WHAT THE TASK REQUIRES
Up to and including the line that contains "if let Err(err)", write out each line of the material from its first line, exactly.

EXTRACTED INFORMATION

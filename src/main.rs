use clap::Parser;
use machine_price_estimator::{
    app,
    cli::{Cli, Commands},
    config, logging,
    scenario::Scenario,
    ui_cli, MachineType,
};

/// 프로그램의 엔트리 포인트. 설정을 로드한 뒤 서브커맨드 또는 대화형 메뉴를 실행한다.
fn main() {
    logging::init_tracing("warn");
    if let Err(err) = try_run() {
        eprintln!("Error: {err}");
        std::process::exit(1);
    }
}

fn try_run() -> Result<(), app::AppError> {
    let cli = Cli::parse();
    let mut cfg = config::load_or_default_at(&cli.config)?;
    let tr = app::translator_for(&cfg, cli.lang.as_deref());
    tracing::debug!(lang = tr.language_code(), config = %cli.config.display(), "starting");

    match cli.command {
        None => app::run(&mut cfg, &cli.config, tr)?,
        Some(Commands::Estimate(args)) => {
            app::estimate_command(&cfg, &tr, &args)?;
        }
        Some(Commands::Ranges { machine }) => {
            let machines = match machine {
                Some(name) => vec![name.parse::<MachineType>()?],
                None => MachineType::ALL.to_vec(),
            };
            print!("{}", ui_cli::render_ranges(&machines));
        }
        Some(Commands::Coefficients { scenario }) => {
            let scenarios = match scenario {
                Some(name) => vec![name.parse::<Scenario>()?],
                None => Scenario::ALL.to_vec(),
            };
            print!("{}", ui_cli::render_coefficients(&tr, &scenarios));
        }
    }
    Ok(())
}
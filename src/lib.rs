//! 가격 산정 로직을 라이브러리로 분리하여 CLI와 GUI가 같은 계산을 공유한다.

pub mod app;
pub mod attribute;
pub mod cli;
pub mod config;
pub mod estimator;
pub mod format;
pub mod i18n;
pub mod logging;
pub mod machine;
pub mod report;
pub mod scenario;
pub mod ui_cli;

pub use attribute::{Attribute, InputRecord};
pub use estimator::{
    calculate_price, calculate_price_by_name, estimate, Estimate, EstimateError, PRICE_CEILING,
    PRICE_FLOOR,
};
pub use machine::{AttributeRange, MachineType};
pub use scenario::Scenario;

TASK OUTPUT
filename src/main.rs
use clap::Parser;
use machine_price_estimator::{
    app,
    cli::{Cli, Commands},
    config, logging,
    scenario::Scenario,
    ui_cli, MachineType,
};

/// 프로그램의 엔트리 포인트. 설정을 로드한 뒤 서브커맨드 또는 대화형 메뉴를 실행한다.
fn main() {
    logging::init_tracing("warn");
    if let Err(err) = try_run() {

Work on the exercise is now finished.